For most enjoyment and improvement overall, in all aspects, learn how to make your own setups.
You can still use default setups or other people's setups, but have to dial them in.
If you assume a setup engineer was competent, there are only three setup variables to start tweaking.
1. Steering ratio
, so when you move the steering wheel the car does more like what you think you want.
a. Guaranteed, it is only by coincidence someone else has dialed in their rig the same as yours
b. Guessing with a keyboard a driver would want a much higher ratio than a wheel user
2. Anti-roll bars
, (ARBs), moved in opposite direction to each other to achieve neutral steering balance.

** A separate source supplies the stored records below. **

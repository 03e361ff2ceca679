use crate::error::ContainerError;
use crate::position::{BasePosition, TypedPosition};
use crate::visitor::{self, Visitor};
use std::any::{type_name, Any, TypeId};
use std::slice;
use tracing::trace;

/// A closed set of element types, represented as an enum.
///
/// Implemented by [`variant_set!`](crate::variant_set); writing it by hand is
/// possible but the macro keeps the [`Member`] impls consistent.
pub trait VariantSet: Sized + 'static {
    /// The type tag of the alternative currently held.
    fn held_type_id(&self) -> TypeId;

    fn held_type_name(&self) -> &'static str;

    fn as_any(&self) -> &dyn Any;

    fn as_any_mut(&mut self) -> &mut dyn Any;

    /// Hands the held value to `visitor` by value if it declares its type.
    fn accept_owned<V: Visitor>(self, visitor: &mut V) -> bool;
}

/// `T` is one of the alternatives of the set.
pub trait Member<T>: VariantSet {
    fn wrap(value: T) -> Self;

    fn get(&self) -> Option<&T>;

    fn get_mut(&mut self) -> Option<&mut T>;

    fn into_member(self) -> Result<T, Self>;

    fn holds(&self) -> bool {
        self.get().is_some()
    }
}

/// Declares an enum usable as the element type of a [`VariantContainer`].
///
/// Each alternative is a single-field tuple variant. The alternative types
/// must be distinct; a repeated type fails to compile with conflicting
/// `Member` impls.
///
/// ```
/// use sovran_hetero::{variant_set, Member, VariantSet};
///
/// variant_set! {
///     #[derive(Debug, Clone, PartialEq)]
///     pub enum Scalar {
///         Int(i32),
///         Float(f64),
///         Text(String),
///     }
/// }
///
/// let value = <Scalar as Member<f64>>::wrap(2.5);
/// assert_eq!(value, Scalar::Float(2.5));
/// assert!(<Scalar as Member<f64>>::holds(&value));
/// assert_eq!(value.held_type_name(), "f64");
/// ```
#[macro_export]
macro_rules! variant_set {
    (
        $(#[$meta:meta])*
        $vis:vis enum $name:ident {
            $($variant:ident($ty:ty)),+ $(,)?
        }
    ) => {
        $(#[$meta])*
        $vis enum $name {
            $($variant($ty)),+
        }

        impl $crate::VariantSet for $name {
            fn held_type_id(&self) -> ::core::any::TypeId {
                match self {
                    $(Self::$variant(_) => ::core::any::TypeId::of::<$ty>()),+
                }
            }

            fn held_type_name(&self) -> &'static str {
                match self {
                    $(Self::$variant(_) => ::core::any::type_name::<$ty>()),+
                }
            }

            fn as_any(&self) -> &dyn ::core::any::Any {
                match self {
                    $(Self::$variant(value) => value as &dyn ::core::any::Any),+
                }
            }

            fn as_any_mut(&mut self) -> &mut dyn ::core::any::Any {
                match self {
                    $(Self::$variant(value) => value as &mut dyn ::core::any::Any),+
                }
            }

            fn accept_owned<V: $crate::Visitor>(self, visitor: &mut V) -> bool {
                match self {
                    $(Self::$variant(value) => {
                        $crate::__private::visit_slot(visitor, &mut ::core::option::Option::Some(value))
                    }),+
                }
            }
        }

        $(
            impl $crate::Member<$ty> for $name {
                fn wrap(value: $ty) -> Self {
                    Self::$variant(value)
                }

                #[allow(unreachable_patterns)]
                fn get(&self) -> ::core::option::Option<&$ty> {
                    match self {
                        Self::$variant(value) => ::core::option::Option::Some(value),
                        _ => ::core::option::Option::None,
                    }
                }

                #[allow(unreachable_patterns)]
                fn get_mut(&mut self) -> ::core::option::Option<&mut $ty> {
                    match self {
                        Self::$variant(value) => ::core::option::Option::Some(value),
                        _ => ::core::option::Option::None,
                    }
                }

                #[allow(unreachable_patterns)]
                fn into_member(self) -> ::core::result::Result<$ty, Self> {
                    match self {
                        Self::$variant(value) => ::core::result::Result::Ok(value),
                        other => ::core::result::Result::Err(other),
                    }
                }
            }
        )+
    };
}

/// A heterogeneous sequence over a closed set of types
///
/// Elements are stored unboxed as values of the set enum `S`, so each one
/// takes the size of the largest alternative. Pushing a type that is not an
/// alternative of `S` does not compile.
///
/// # Examples
///
/// ```
/// use sovran_hetero::{variant_set, VariantContainer};
///
/// variant_set! {
///     #[derive(Debug, Clone)]
///     enum Scalar {
///         Int(i32),
///         Text(String),
///     }
/// }
///
/// let mut container = VariantContainer::<Scalar>::new();
/// container.push_back(1i32);
/// container.emplace_back::<String, _>("one");
/// container.push_back(2i32);
///
/// assert_eq!(container.erase::<i32>(), 2);
/// assert_eq!(container.len(), 1);
/// ```
///
/// ```compile_fail
/// use sovran_hetero::{variant_set, VariantContainer};
///
/// variant_set! {
///     enum Scalar {
///         Int(i32),
///     }
/// }
///
/// let mut container = VariantContainer::<Scalar>::new();
/// container.push_back(4.5f64); // f64 is not an alternative
/// ```
#[derive(Clone, Debug)]
pub struct VariantContainer<S> {
    items: Vec<S>,
}

impl<S: VariantSet> VariantContainer<S> {
    /// Creates a new, empty container
    pub fn new() -> Self {
        Self { items: Vec::new() }
    }

    /// Creates an empty container with room for `capacity` elements
    pub fn with_capacity(capacity: usize) -> Self {
        Self {
            items: Vec::with_capacity(capacity),
        }
    }

    /// Appends a value of one of the set's alternative types
    pub fn push_back<T>(&mut self, value: T)
    where
        S: Member<T>,
    {
        self.items.push(S::wrap(value));
    }

    /// Appends an already-built alternative
    pub fn push(&mut self, value: S) {
        self.items.push(value);
    }

    /// Builds a `T` from `args` and appends it
    pub fn emplace_back<T, A>(&mut self, args: A)
    where
        S: Member<T>,
        T: From<A>,
    {
        self.items.push(S::wrap(T::from(args)));
    }

    /// Removes every element holding a `T`, keeping the order of the rest
    ///
    /// # Returns
    ///
    /// The number of elements removed.
    pub fn erase<T>(&mut self) -> usize
    where
        S: Member<T>,
    {
        let before = self.items.len();
        self.items.retain(|item| !<S as Member<T>>::holds(item));
        let erased = before - self.items.len();
        trace!(type_name = type_name::<T>(), erased, "erased alternatives by type");
        erased
    }

    /// Removes the element at `position` and returns it
    ///
    /// # Panics
    ///
    /// Panics if the position is out of bounds.
    pub fn erase_at<P: BasePosition>(&mut self, position: P) -> S {
        self.items.remove(position.base().index())
    }

    /// Removes the element at `position` if it exists
    ///
    /// # Errors
    ///
    /// Returns `ContainerError::OutOfBounds` if the position does not refer to
    /// a live element.
    pub fn try_erase_at<P: BasePosition>(&mut self, position: P) -> Result<S, ContainerError> {
        let index = position.base().index();
        if index >= self.items.len() {
            return Err(ContainerError::OutOfBounds {
                index,
                len: self.items.len(),
            });
        }
        Ok(self.items.remove(index))
    }

    /// A lazy view over the elements holding a `T`, in insertion order
    pub fn common_elements<T>(&self) -> impl DoubleEndedIterator<Item = &T> + Clone + '_
    where
        S: Member<T>,
        T: 'static,
    {
        self.items.iter().filter_map(<S as Member<T>>::get)
    }

    /// Like [`common_elements`](Self::common_elements), with mutable access
    pub fn common_elements_mut<T>(&mut self) -> impl DoubleEndedIterator<Item = &mut T> + '_
    where
        S: Member<T>,
        T: 'static,
    {
        self.items.iter_mut().filter_map(<S as Member<T>>::get_mut)
    }

    /// The elements holding a `T`, each paired with its storage position
    pub fn common_entries<T>(&self) -> impl Iterator<Item = (TypedPosition<T>, &T)> + Clone + '_
    where
        S: Member<T>,
        T: 'static,
    {
        self.items.iter().enumerate().filter_map(|(index, item)| {
            <S as Member<T>>::get(item).map(|value| (TypedPosition::new(index), value))
        })
    }

    /// Number of elements holding a `T`
    pub fn count<T>(&self) -> usize
    where
        S: Member<T>,
    {
        self.items.iter().filter(|item| <S as Member<T>>::holds(*item)).count()
    }

    /// Visits, in order, every element whose type the visitor declares
    ///
    /// Alternatives the visitor does not declare are skipped.
    pub fn visit<V: Visitor>(&self, visitor: &mut V) {
        for item in &self.items {
            visitor::visit_ref(visitor, item.as_any());
        }
    }

    /// Like [`visit`](Self::visit), handing out mutable references
    pub fn visit_mut<V: Visitor>(&mut self, visitor: &mut V) {
        for item in &mut self.items {
            visitor::visit_mut(visitor, item.as_any_mut());
        }
    }

    /// Consumes the container, handing each matched element to the visitor
    /// by value
    pub fn into_visit<V: Visitor>(self, visitor: &mut V) {
        for item in self.items {
            item.accept_owned(visitor);
        }
    }

    /// The element at storage index `index`, if any
    pub fn get(&self, index: usize) -> Option<&S> {
        self.items.get(index)
    }

    /// Iterates over all elements in insertion order
    pub fn iter(&self) -> slice::Iter<'_, S> {
        self.items.iter()
    }

    /// All elements as a slice, in insertion order
    pub fn as_slice(&self) -> &[S] {
        &self.items
    }

    /// Total number of elements, of every type
    pub fn len(&self) -> usize {
        self.items.len()
    }

    /// Returns true if the container holds no elements
    pub fn is_empty(&self) -> bool {
        self.items.is_empty()
    }

    /// Removes all elements. Calling it again is a no-op.
    pub fn clear(&mut self) {
        self.items.clear();
    }
}

impl<S: VariantSet> Default for VariantContainer<S> {
    fn default() -> Self {
        Self::new()
    }
}

impl<'a, S> IntoIterator for &'a VariantContainer<S> {
    type Item = &'a S;
    type IntoIter = slice::Iter<'a, S>;

    fn into_iter(self) -> Self::IntoIter {
        self.items.iter()
    }
}

impl<S> IntoIterator for VariantContainer<S> {
    type Item = S;
    type IntoIter = std::vec::IntoIter<S>;

    fn into_iter(self) -> Self::IntoIter {
        self.items.into_iter()
    }
}

impl<S: VariantSet> Extend<S> for VariantContainer<S> {
    fn extend<I: IntoIterator<Item = S>>(&mut self, iter: I) {
        self.items.extend(iter);
    }
}

impl<S: VariantSet> FromIterator<S> for VariantContainer<S> {
    fn from_iter<I: IntoIterator<Item = S>>(iter: I) -> Self {
        Self {
            items: iter.into_iter().collect(),
        }
    }
}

a. understeer - reduce front ARB and increase rear same amount
aa. the front ARB is too stiff and not allowing the car to roll which increases grip on outside
b. oversteer - increase front and reduce rear
aa. the front ARB is too weak and is allowing too much roll making the car seem to turn in too quick
c. only when a or b does not seem to help things do you move on to other setup variables or move one ARB more than the other
3. Brake bias
a. generally, you want to get it to where, if you slam on the brakes and lock them up, all four tires begin to show skid marks at the same time, with the front starting just an instant before the rear.
b. But a is a matter of opinion, other driver's seem to want the rear brakes to begin leaving skid marks just before the fronts.
c. My opinion is don't use them 98.8 percent of the time
Don't mess with springs, shocks, toe...anything else.
You are assuming all that is good.
All you want to do is the minimum to match their setup to you and your rig.